Health data analytics, also known as clinical data analytics, involves the extrapolation of actionable insights from sets of patient data, typically collected from electronic health records (EHRs).

The growing need is spurred by the recent major challenge of population health management (PHM), widely seen as the most effective approach to improving healthcare delivery among diverse groups of people while lowering costs to providers. Posing difficulties to PHM and the data mining involved is an ever-expanding patient base, compounded by the addition of new patients under the Affordable Care Act and the shift toward new payment models that it requires.

Traditional claims-based analytics alone can no longer address the problems that arise from too few resources and too many patients, and with the sheer amount of clinical data available in EHRs, it is understandable why this methodology is so hotly desired.

Clinical data analytics follows a framework called the Healthcare Analytics Adoption Model, which was developed by a cross-industry group as a guide to classifying groups of analytics capabilities and providing systematic sequencing for adopting them. It provides a structure for evaluating the industry’s adoption of analytics, a roadmap for organizations to measure their own progress toward analytic adoption and a process for evaluating vendor products.

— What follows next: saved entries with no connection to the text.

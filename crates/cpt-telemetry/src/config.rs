//! Telemetry configuration from environment variables.

use std::env;

/// Configuration for log output.
#[derive(Debug, Clone)]
pub struct TelemetryConfig {
    /// Service name, logged at startup and recorded on [`service_span`](crate::service_span)
    pub service_name: String,

    /// Log level filter (trace, debug, info, warn, error, or a full directive)
    pub log_level: String,

    /// Whether to emit JSON formatted logs
    pub json_logs: bool,

    /// Whether to include file and line in each event
    pub source_locations: bool,
}

impl Default for TelemetryConfig {
    fn default() -> Self {
        Self {
            service_name: "cpt-client".to_string(),
            log_level: "info".to_string(),
            json_logs: false,
            source_locations: false,
        }
    }
}

impl TelemetryConfig {
    /// Create configuration from environment variables.
    ///
    /// # Environment Variables
    ///
    /// - `CPT_SERVICE_NAME`: Service name (default: cpt-client)
    /// - `CPT_LOG_LEVEL` or `RUST_LOG`: Log level (default: info)
    /// - `CPT_JSON_LOGS`: Enable JSON logs (default: false in dev, true in containers)
    /// - `CPT_LOG_SOURCE`: Include file/line (default: same as JSON logs)
    pub fn from_env() -> Self {
        let is_container =
            env::var("KUBERNETES_SERVICE_HOST").is_ok() || env::var("DOCKER_CONTAINER").is_ok();

        let json_logs = env::var("CPT_JSON_LOGS")
            .map(|v| parse_flag(&v))
            .unwrap_or(is_container);

        Self {
            service_name: env::var("CPT_SERVICE_NAME")
                .unwrap_or_else(|_| "cpt-client".to_string()),

            log_level: env::var("CPT_LOG_LEVEL")
                .or_else(|_| env::var("RUST_LOG"))
                .unwrap_or_else(|_| "info".to_string()),

            json_logs,

            source_locations: env::var("CPT_LOG_SOURCE")
                .map(|v| parse_flag(&v))
                .unwrap_or(json_logs),
        }
    }
}

fn parse_flag(value: &str) -> bool {
    value.eq_ignore_ascii_case("true") || value == "1"
}
/// Run the program from `ppos` against the text from `ptr`.
///
/// On success the context records the match end and marks; the returned
/// value can be asked for further alternatives.
pub fn sre_match<C: MatchContext>(
    ctx: &mut C,
    pattern: &CompiledPattern,
    mut ppos: usize,
    mut ptr: usize,
    mut marks: Marks,
) -> Option<MatchResult> {
    let end = ctx.end();
    loop {
        let op = pattern.op(ppos);
        ppos += 1;

        match op {
            Opcode::Failure => return None,

            Opcode::Success => {
                match ctx.match_mode() {
                    MatchMode::Full if ptr != end => return None,
                    MatchMode::NonEmpty if ptr == ctx.match_start() => return None,
                    _ => {}
                }
                ctx.state_mut().set_match(ptr, marks);
                return Some(MatchResult::Matched);
            }

            // end of a REPEAT item
            Opcode::MaxUntil | Opcode::MinUntil => {
                ctx.state_mut().set_match(ptr, marks);
                return Some(MatchResult::Matched);
            }

            Opcode::Any => {
                if ptr >= end || charclass::is_linebreak(ctx.str(ptr)) {
                    return None;
                }
                ptr = ctx.next(ptr);
            }

            Opcode::AnyAll => {
                if ptr >= end {
                    return None;
                }
                ptr = ctx.next(ptr);
            }

            // <ASSERT> <skip> <back> pattern <SUCCESS>
            Opcode::Assert => {
                let back = pattern.pat(ppos + 1) as usize;
                let start = ctx.prev_n(ptr, back, 0).ok()?;
                sre_match_any(ctx, pattern, ppos + 2, start, marks)?;
                marks = ctx.state().match_marks().clone();
                ppos += pattern.pat(ppos) as usize;
            }

            Opcode::AssertNot => {
                let back = pattern.pat(ppos + 1) as usize;
                if let Ok(start) = ctx.prev_n(ptr, back, 0) {
                    if sre_match_any(ctx, pattern, ppos + 2, start, marks.clone()).is_some() {
                        return None;
                    }
                }
                ppos += pattern.pat(ppos) as usize;
            }

            Opcode::At => {
                if !at(ctx, ptr, pattern.pat(ppos)) {
                    return None;
                }
                ppos += 1;
            }

            // <BRANCH> <skip> alt <JUMP> ... <0>
            Opcode::Branch => {
                return BranchResult::new(ppos, ptr, marks)
                    .find_first_result(ctx, pattern)
                    .map(MatchResult::Branch);
            }

            Opcode::Category => {
                if ptr >= end || !category_dispatch(pattern.pat(ppos), ctx.str(ptr), ctx.locale()) {
                    return None;
                }
                ptr = ctx.next(ptr);
                ppos += 1;
            }

            Opcode::GroupRef => {
                let (start, stop) = group_span(&marks, pattern.pat(ppos))?;
                ptr = match_repeated(ctx, ptr, start, stop)?;
                ppos += 1;
            }

            Opcode::GroupRefIgnore | Opcode::GroupRefLocIgnore | Opcode::GroupRefUniIgnore => {
                let mode = match op {
                    Opcode::GroupRefIgnore => CaseMode::Ascii,
                    Opcode::GroupRefLocIgnore => CaseMode::Locale,
                    _ => CaseMode::Unicode,
                };
                let (start, stop) = group_span(&marks, pattern.pat(ppos))?;
                ptr = match_repeated_ignore(ctx, ptr, start, stop, mode)?;
                ppos += 1;
            }

            // <GROUPREF_EXISTS> <group> <skip> yes <JUMP> no
            Opcode::GroupRefExists => {
                if group_span(&marks, pattern.pat(ppos)).is_some() {
                    ppos += 2;
                } else {
                    ppos += pattern.pat(ppos + 1) as usize;
                }
            }

            Opcode::In | Opcode::InIgnore | Opcode::InUniIgnore | Opcode::InLocIgnore => {
                if ptr >= end || !in_set(ctx, pattern, op, ppos, ptr) {
                    return None;
                }
                ppos += pattern.pat(ppos) as usize;
                ptr = ctx.next(ptr);
            }

            // <INFO> <skip> <flags> <min> ...
            Opcode::Info => {
                if ctx.maximum_distance(ptr, end) < pattern.pat(ppos + 2) as usize {
                    return None;
                }
                ppos += pattern.pat(ppos) as usize;
            }

            Opcode::Jump => {
                ppos += pattern.pat(ppos) as usize;
            }

            Opcode::Literal
            | Opcode::LiteralIgnore
            | Opcode::LiteralUniIgnore
            | Opcode::LiteralLocIgnore
            | Opcode::NotLiteral
            | Opcode::NotLiteralIgnore
            | Opcode::NotLiteralUniIgnore
            | Opcode::NotLiteralLocIgnore => {
                if ptr >= end || !literal_ok(ctx, op, pattern.pat(ppos), ptr) {
                    return None;
                }
                ppos += 1;
                ptr = ctx.next(ptr);
            }

            Opcode::Mark => {
                marks = marks::push(&marks, pattern.pat(ppos) as usize, ptr);
                ppos += 1;
            }

            // <REPEAT> <skip> <min> <max> item <MAX_UNTIL|MIN_UNTIL> tail
            Opcode::Repeat => {
                let untilppos = ppos + pattern.pat(ppos) as usize;
                let greedy = match pattern.op(untilppos) {
                    Opcode::MaxUntil => true,
                    Opcode::MinUntil => false,
                    other => panic!("REPEAT at {} closed by {:?}", ppos - 1, other),
                };
                let result = UntilResult::new(greedy, ppos, untilppos + 1, ptr, marks)
                    .find_first_result(ctx, pattern)?;
                return Some(if greedy {
                    MatchResult::MaxUntil(result)
                } else {
                    MatchResult::MinUntil(result)
                });
            }

            // <REPEAT_ONE> <skip> <min> <max> item <SUCCESS> tail
            Opcode::RepeatOne => {
                let min = pattern.pat(ppos + 1) as usize;
                let minptr = ctx.next_n(ptr, min, end).ok()?;
                let runend = find_repetition_end(ctx, pattern, ppos + 3, ptr, pattern.pat(ppos + 2), &marks);
                let nextppos = ppos + pattern.pat(ppos) as usize;
                return RepeatOneResult::new(nextppos, minptr, runend, marks)
                    .find_first_result(ctx, pattern)
                    .map(MatchResult::RepeatOne);
            }

            // <MIN_REPEAT_ONE> <skip> <min> <max> item <SUCCESS> tail
            Opcode::MinRepeatOne => {
                let min = pattern.pat(ppos + 1);
                if min > 0 {
                    let minptr = ctx.next_n(ptr, min as usize, end).ok()?;
                    ptr = find_repetition_end(ctx, pattern, ppos + 3, ptr, min, &marks);
                    if ptr < minptr {
                        return None;
                    }
                }
                let max = pattern.pat(ppos + 2);
                let max_count = if max == pattern.maxrepeat() {
                    usize::MAX
                } else {
                    (max - min) as usize
                };
                let nextppos = ppos + pattern.pat(ppos) as usize;
                return MinRepeatOneResult::new(nextppos, ppos + 3, max_count, ptr, marks)
                    .find_first_result(ctx, pattern)
                    .map(MatchResult::MinRepeatOne);
            }

            // <POSSESSIVE_REPEAT_ONE> <skip> <min> <max> item <SUCCESS> tail
            Opcode::PossessiveRepeatOne => {
                let min = pattern.pat(ppos + 1) as usize;
                let minptr = ctx.next_n(ptr, min, end).ok()?;
                ptr = find_repetition_end(ctx, pattern, ppos + 3, ptr, pattern.pat(ppos + 2), &marks);
                if ptr < minptr {
                    return None;
                }
                ppos += pattern.pat(ppos) as usize;
            }

            // <POSSESSIVE_REPEAT> <skip> <min> <max> item <SUCCESS> tail
            Opcode::PossessiveRepeat => {
                let min = pattern.pat(ppos + 1) as usize;
                let max = pattern.pat(ppos + 2);
                let unbounded = max == pattern.maxrepeat();
                let mut count = 0usize;
                while unbounded || count < max as usize {
                    if sre_match_any(ctx, pattern, ppos + 3, ptr, marks.clone()).is_none() {
                        break;
                    }
                    let before = ptr;
                    ptr = ctx.match_end();
                    marks = ctx.state().match_marks().clone();
                    count += 1;
                    if ptr == before && count >= min {
                        break;
                    }
                }
                if count < min {
                    return None;
                }
                ppos += pattern.pat(ppos) as usize;
            }

            // <ATOMIC_GROUP> <skip> pattern <SUCCESS> tail
            Opcode::AtomicGroup => {
                sre_match_any(ctx, pattern, ppos + 1, ptr, marks)?;
                ptr = ctx.match_end();
                marks = ctx.state().match_marks().clone();
                ppos += pattern.pat(ppos) as usize;
            }

            Opcode::Charset
            | Opcode::BigCharset
            | Opcode::Negate
            | Opcode::Range
            | Opcode::RangeUniIgnore
            | Opcode::Subpattern => {
                panic!("{:?} outside of a set at code index {}", op, ppos - 1)
            }
        }
    }
}
// api_test.rs - Integration tests for the public match API.

use sremat::prelude::*;

fn compile(build: impl FnOnce(&mut Emitter)) -> CompiledPattern {
    let mut e = Emitter::new();
    build(&mut e);
    e.op(Opcode::Success);
    e.into_pattern(SreFlag::empty()).unwrap()
}

// (\w+)@(\w+)
fn address() -> CompiledPattern {
    compile(|e| {
        e.group(1, |e| e.repeat_one(1, None, |e| e.category(ChCode::UniWord as u32)));
        e.literal('@' as u32);
        e.group(2, |e| e.repeat_one(1, None, |e| e.category(ChCode::UniWord as u32)));
    })
}

// === match_at / search / fullmatch ===

#[test]
fn search_finds_leftmost() {
    let p = address();
    let m = p.search("mail: bob@host, eve@net", 0).unwrap();
    assert_eq!(m.span(0).unwrap(), Some((6, 14)));
    assert_eq!(m.group(1).unwrap(), Some("bob"));
    assert_eq!(m.group(2).unwrap(), Some("host"));
}

#[test]
fn search_from_offset() {
    let p = address();
    let m = p.search("mail: bob@host, eve@net", 15).unwrap();
    assert_eq!(m.groups(), vec![Some("eve"), Some("net")]);
}

#[test]
fn search_range_cuts_text() {
    let p = address();
    assert!(p.search_range("bob@host", 0, 3).is_none());
    let m = p.search_range("bob@host", 0, 6).unwrap();
    assert_eq!(m.group(2).unwrap(), Some("ho"));
}

#[test]
fn match_is_anchored() {
    let p = address();
    assert!(p.match_at(" bob@host", 0).is_none());
    assert!(p.match_at(" bob@host", 1).is_some());
}

#[test]
fn fullmatch_requires_end() {
    let p = address();
    assert!(p.fullmatch("bob@host", 0).is_some());
    assert!(p.fullmatch("bob@host!", 0).is_none());
    assert!(p.match_at("bob@host!", 0).is_some());
}

#[test]
fn fullmatch_range_ends_at_window() {
    let p = address();
    let m = p.fullmatch_range("bob@host!", 0, 8).unwrap();
    assert_eq!(m.span(0).unwrap(), Some((0, 8)));
    assert_eq!(m.group(2).unwrap(), Some("host"));
    assert!(p.fullmatch_range("bob@host!", 0, 9).is_none());
    assert!(p.fullmatch_range("x bob@host", 2, 10).is_some());
}

#[test]
fn no_match_returns_none() {
    let p = address();
    assert!(p.search("nobody home", 0).is_none());
    assert!(!p.is_match("nobody home"));
    assert!(p.is_match("a@b"));
}

#[test]
fn position_past_end_is_clamped() {
    let p = compile(|_| {});
    let m = p.search("abc", 10).unwrap();
    assert_eq!(m.span(0).unwrap(), Some((3, 3)));
}

// === Subjects ===

#[test]
fn utf8_positions_are_bytes() {
    let p = compile(|e| e.literal('\u{e9}' as u32));
    let m = p.search("caf\u{e9}!", 0).unwrap();
    assert_eq!(m.span(0).unwrap(), Some((3, 5)));
    assert_eq!(m.byte_to_char_index(3), 3);
}

#[test]
fn code_unit_subjects() {
    let p = compile(|e| e.literal('\u{e9}' as u32));
    let wide: Vec<u16> = "caf\u{e9}!".encode_utf16().collect();
    assert_eq!(p.search(&wide, 0).unwrap().span(0).unwrap(), Some((3, 4)));

    let chars: Vec<u32> = "caf\u{e9}!".chars().map(|c| c as u32).collect();
    assert_eq!(p.search(&chars, 0).unwrap().span(0).unwrap(), Some((3, 4)));

    let latin1: &[u8] = b"caf\xe9!";
    assert_eq!(p.search(latin1, 0).unwrap().span(0).unwrap(), Some((3, 4)));
}

#[test]
fn literal_wider_than_unit_never_matches() {
    let p = compile(|e| e.literal(0x4e2d));
    assert!(p.search(b"\x2d\x4e".as_slice(), 0).is_none());
}

// === Groups ===

#[test]
fn no_such_group() {
    let p = address();
    let m = p.search("a@b", 0).unwrap();
    assert_eq!(m.span(3), Err(MatchError::NoSuchGroup(3)));
    assert_eq!(m.group(7), Err(MatchError::NoSuchGroup(7)));
    assert_eq!(m.span_of(3), None);
}

#[test]
fn last_index_follows_closing_order() {
    // (a(b))
    let p = compile(|e| {
        e.group(1, |e| {
            e.literal('a' as u32);
            e.group(2, |e| e.literal('b' as u32));
        });
    });
    let m = p.search("ab", 0).unwrap();
    assert_eq!(m.last_index(), Some(1));

    let p = compile(|e| e.literal('x' as u32));
    assert_eq!(p.search("x", 0).unwrap().last_index(), None);
}

#[test]
fn repeated_group_keeps_last_iteration() {
    // (\d)+
    let p = compile(|e| {
        e.repeat(1, None, true, |e| e.group(1, |e| e.category(ChCode::Digit as u32)));
    });
    let m = p.search("x1234", 0).unwrap();
    assert_eq!(m.span(0).unwrap(), Some((1, 5)));
    assert_eq!(m.group(1).unwrap(), Some("4"));
}

// === find_iter / split / sub ===

#[test]
fn find_iter_all_addresses() {
    let p = address();
    let text = "a@b c@d e@f";
    let found: Vec<_> = p.find_iter(text).map(|c| c.text(text, 1)).collect();
    assert_eq!(found, vec![Some("a"), Some("c"), Some("e")]);
}

#[test]
fn find_iter_empty_pattern() {
    let p = compile(|_| {});
    let starts: Vec<_> = p.find_iter("ab").map(|c| c.start()).collect();
    assert_eq!(starts, vec![0, 1, 2]);
}

#[test]
fn find_iter_utf8_steps_by_character() {
    let p = compile(|_| {});
    let text = "\u{e9}\u{4e2d}";
    let starts: Vec<_> = p.find_iter(text).map(|c| c.start()).collect();
    assert_eq!(starts, vec![0, 2, 5]);
}

#[test]
fn split_on_separator() {
    // \s*,\s*
    let p = compile(|e| {
        e.repeat_one(0, None, |e| e.category(ChCode::Space as u32));
        e.literal(',' as u32);
        e.repeat_one(0, None, |e| e.category(ChCode::Space as u32));
    });
    assert_eq!(
        p.split("a , b,c ,d", 0),
        vec![Some("a"), Some("b"), Some("c"), Some("d")]
    );
    assert_eq!(p.split("a , b,c ,d", 2), vec![Some("a"), Some("b"), Some("c ,d")]);
}

#[test]
fn split_bytes() {
    let p = compile(|e| e.literal(0));
    let text: &[u8] = b"ab\0cd\0";
    assert_eq!(
        p.split(text, 0),
        vec![Some(b"ab".as_slice()), Some(b"cd".as_slice()), Some(b"".as_slice())]
    );
}

#[test]
fn sub_swaps_groups() {
    let p = address();
    let text = "to: bob@host";
    let out = p.sub(text, 0, |caps, out: &mut String| {
        out.push_str(caps.text(text, 2).unwrap_or_default());
        out.push_str(" at ");
        out.push_str(caps.text(text, 1).unwrap_or_default());
    });
    assert_eq!(out, "to: host at bob");
}

#[test]
fn subn_counts() {
    let p = compile(|e| e.category(ChCode::Digit as u32));
    let (out, n) = p.subn("a1b22", 0, |_, out: &mut String| out.push('#'));
    assert_eq!(out, "a#b##");
    assert_eq!(n, 3);
    let (out, n) = p.subn("a1b22", 2, |_, out: &mut String| out.push('#'));
    assert_eq!(out, "a#b#2");
    assert_eq!(n, 2);
}

// === Construction ===

#[test]
fn builder_rejects_empty_program() {
    let err = CompiledPattern::builder(Vec::<u32>::new()).build().unwrap_err();
    assert_eq!(err, MatchError::EmptyProgram);
}

#[test]
fn builder_rejects_wide_words_in_16_bit_programs() {
    let err = CompiledPattern::builder([16, 0x1_0000, 1])
        .code_size(CodeSize::U16)
        .build()
        .unwrap_err();
    assert_eq!(err, MatchError::CodeWordTooWide { index: 1, value: 0x1_0000 });
}

#[test]
fn invalid_utf8_is_reported() {
    let err = Utf8Context::from_bytes(b"ab\xffcd", 0, 5).unwrap_err();
    assert_eq!(err, MatchError::InvalidUtf8 { valid_up_to: 2 });
}

#[test]
fn patterns_are_shared_across_threads() {
    let p = address();
    std::thread::scope(|s| {
        for text in ["a@b", "xx c@d", "e@f yy"] {
            let p = &p;
            s.spawn(move || assert!(p.search(text, 0).is_some()));
        }
    });
}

The Healthcare Analytics Adoption Model describes eight progressive levels organizations can attain:

  • Level 0: Fragmented Point Solutions
  • Level 1: Enterprise Data Warehouse
  • Level 2: Standardized Vocabulary and Patient Registries
  • Level 3: Automated Internal Reporting
  • Level 4: Automated External Reporting
  • Level 5: Waste and Care Variability Reduction
  • Level 6: PHM and Suggestive Analytics
  • Level 7: Clinical Risk Intervention and Predictive Analytics
  • Level 8: Personalized Medicine and Prescriptive Analytics

Once an organization establishes effective analytics—usually a mix of clinical data and claims-based analytics currently—they can be used to forward the objectives of  PHM.

The overarching goals of PHM are to discover what works in a healthcare system and what needs to be changed. Using in-depth analysis to accomplish this affords widespread benefits to patients, providers, insurance companies, policymakers and employers.

PHM seeks to deliver positive health outcomes to groups of individuals, elevating medicine to a societal curative by reducing inequities in vulnerable populations and studying such considerations as resource distribution, social structure and environment.

While individual medical organizations cannot address each of these factors on their own, those engaged in PHM can help manage personal behaviors in a measured, systematic way. They can also collaborate with other resources, such as schools, local organizations and public health agencies.

As organizations see both the health and financial benefits of PHM, there will likely be continued proliferation of clinical data analytical adoption because of the potential it brings for adding value to the purchase of health services while also increasing accountability.